PIK3CA is the second most commonly mutated gene next to TP53 in many human cancers.25 In breast cancers, PIK3CA mutated frequently10 and was enriched in luminal tumors, especially in luminal A subtype.10, 25, 27 The same phenomenon was also found in our study (Table S2). We found that tumors with mutated PIK3CA were less sensitive to NAC (Table 2), as previously reported.28 Majewski et al29 reported that the pCR rate of HER2‐targeted therapy for PIK3CA wild‐type tumors was higher in ER−HER2+ subtypes than that in ER+HER2+ tumors. In our study, PIK3CA wild‐type tumors had higher pCR rates in HR‐HER2+ subtype than the other 3 subtypes and the association between PIK3CA mutation and pCR had statistical significance only in HR−HER2+ tumors (Table 3 and Table S4).

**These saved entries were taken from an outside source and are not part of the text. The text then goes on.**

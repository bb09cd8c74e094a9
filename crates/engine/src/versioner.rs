//! File versioning before destructive writes
//!
//! Before the puller overwrites or deletes a local file, the folder's
//! versioner gets a chance to move it out of the way. The archive layout
//! under `.stversions` is this implementation's own; peers never see it.

use tracing::debug;

use crate::fs::Filesystem;

/// Directory that holds archived file versions inside the folder root.
pub const VERSIONS_DIR: &str = ".stversions";

/// Invoked with the folder-relative name of a file about to be replaced
/// or deleted. After a successful call the file must no longer exist
/// under its original name.
pub trait Versioner: Send + Sync {
    fn archive(&self, fs: &dyn Filesystem, name: &str) -> color_eyre::Result<()>;
}

/// No versioning: the file is simply removed.
pub struct NoopVersioner;

impl Versioner for NoopVersioner {
    fn archive(&self, fs: &dyn Filesystem, name: &str) -> color_eyre::Result<()> {
        fs.remove_file(name)?;
        Ok(())
    }
}

/// Moves displaced files into `.stversions`, tagged with the time of
/// displacement.
pub struct TrashVersioner;

impl Versioner for TrashVersioner {
    fn archive(&self, fs: &dyn Filesystem, name: &str) -> color_eyre::Result<()> {
        let tag = chrono::Local::now().format("%Y%m%d-%H%M%S");
        let archived = format!("{VERSIONS_DIR}/{name}~{tag}");
        if let Some(slash) = archived.rfind('/') {
            fs.mkdir_all(&archived[..slash])?;
        }
        fs.rename(name, &archived)?;
        debug!(name, "archived displaced file");
        Ok(())
    }
}
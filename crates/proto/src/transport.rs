//! The transport capability boundary
//!
//! Dialing, listening, and TLS session setup live outside the engine.
//! Whatever does them hands over an [`AuthenticatedStream`]: a bidirectional
//! byte stream plus the remote identity the transport verified (the
//! certificate digest must equal the claimed device id; mismatches never
//! reach the engine).

use meshsync_core::DeviceId;

/// Object-safe alias for the byte streams the engine runs over.
pub trait Stream: tokio::io::AsyncRead + tokio::io::AsyncWrite + Send + Unpin {}

impl<T: tokio::io::AsyncRead + tokio::io::AsyncWrite + Send + Unpin> Stream for T {}

/// An established, mutually-authenticated byte stream to a peer.
pub struct AuthenticatedStream {
    pub remote: DeviceId,
    pub stream: Box<dyn Stream>,
}

impl AuthenticatedStream {
    #[must_use]
    pub fn new(remote: DeviceId, stream: impl Stream + 'static) -> Self {
        Self {
            remote,
            stream: Box::new(stream),
        }
    }
}

/// An in-memory stream pair posing as two ends of an authenticated
/// connection. The workhorse of integration tests.
#[must_use]
pub fn memory_pair(a: DeviceId, b: DeviceId) -> (AuthenticatedStream, AuthenticatedStream) {
    let (a_stream, b_stream) = tokio::io::duplex(1 << 20);
    (
        AuthenticatedStream::new(b, a_stream), // a's end sees b as remote
        AuthenticatedStream::new(a, b_stream),
    )
}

Although patients with mutated PIK3CA were not sensitive to traditional chemotherapy, they may be benefit from dual inhibition of B cell lymphoma‐extra large (BCL‐XL) and mTOR/4E‐BP axes, which could sensitize these patients to traditional chemotherapy.30

In the present study, we investigated ERBB2 gene status using the NGS method. Among 65 cases (26.5%) with ERBB2 amplification, 56 (86.0%) were detected in HER2‐positive diseases. In this study, both HER2‐positive status (IHC‐3+ and/or amplified FISH results) and ERBB2 amplification tested by NGS were significantly related to higher pCR rates (Table 2). We also found 9 (3.6%) cases harboring mutated ERBB2 without ERBB2 amplification. Only 1 case (1/9, 11.1%) reached pCR after NAC treatment.

The MYC gene is overexpressed in many breast cancers. In our study, we found that its amplification rate was 38.5%. As for MYC amplification, it showed significant correlation with pCR in both HR−HER2+ and HR+HER2− tumors (Table 3 and Table S4). However, cases with MYC amplification had a higher pCR rate in HR+HER2− subtype and had a lower pCR rate in HR−HER2+ subtype. Yasojima et al31 also reported that c‐myc amplification was related to a higher pCR rate in ER‐positive but not ER‐negative breast cancers. Apart from sample size of HR+HER2− and HR−HER2+ breast cancers in our study, there may be different mechanisms of amplified MYC in responding to chemotherapy.

Overexpression of CCND1 may be related to gene amplification32 and result in tumor formation.33 CCND1 is a member of the cyclin D family and promotes G1‐S transition in cell proliferation.34 In the TransATAC substudy, breast cancers with CCND1 amplification were found to have a poor prognosis.32 In addition, overexpression of CCND1 demonstrates resistance to chemotherapy in vitro.34, 35, 36 In this study, CCND1 was amplified in 37 (15.0%) cases, with reported amplification rates from 8.7% to 30%.32, 37, 38 Cases with amplified CCND1 were negatively related to pCR (Table 2).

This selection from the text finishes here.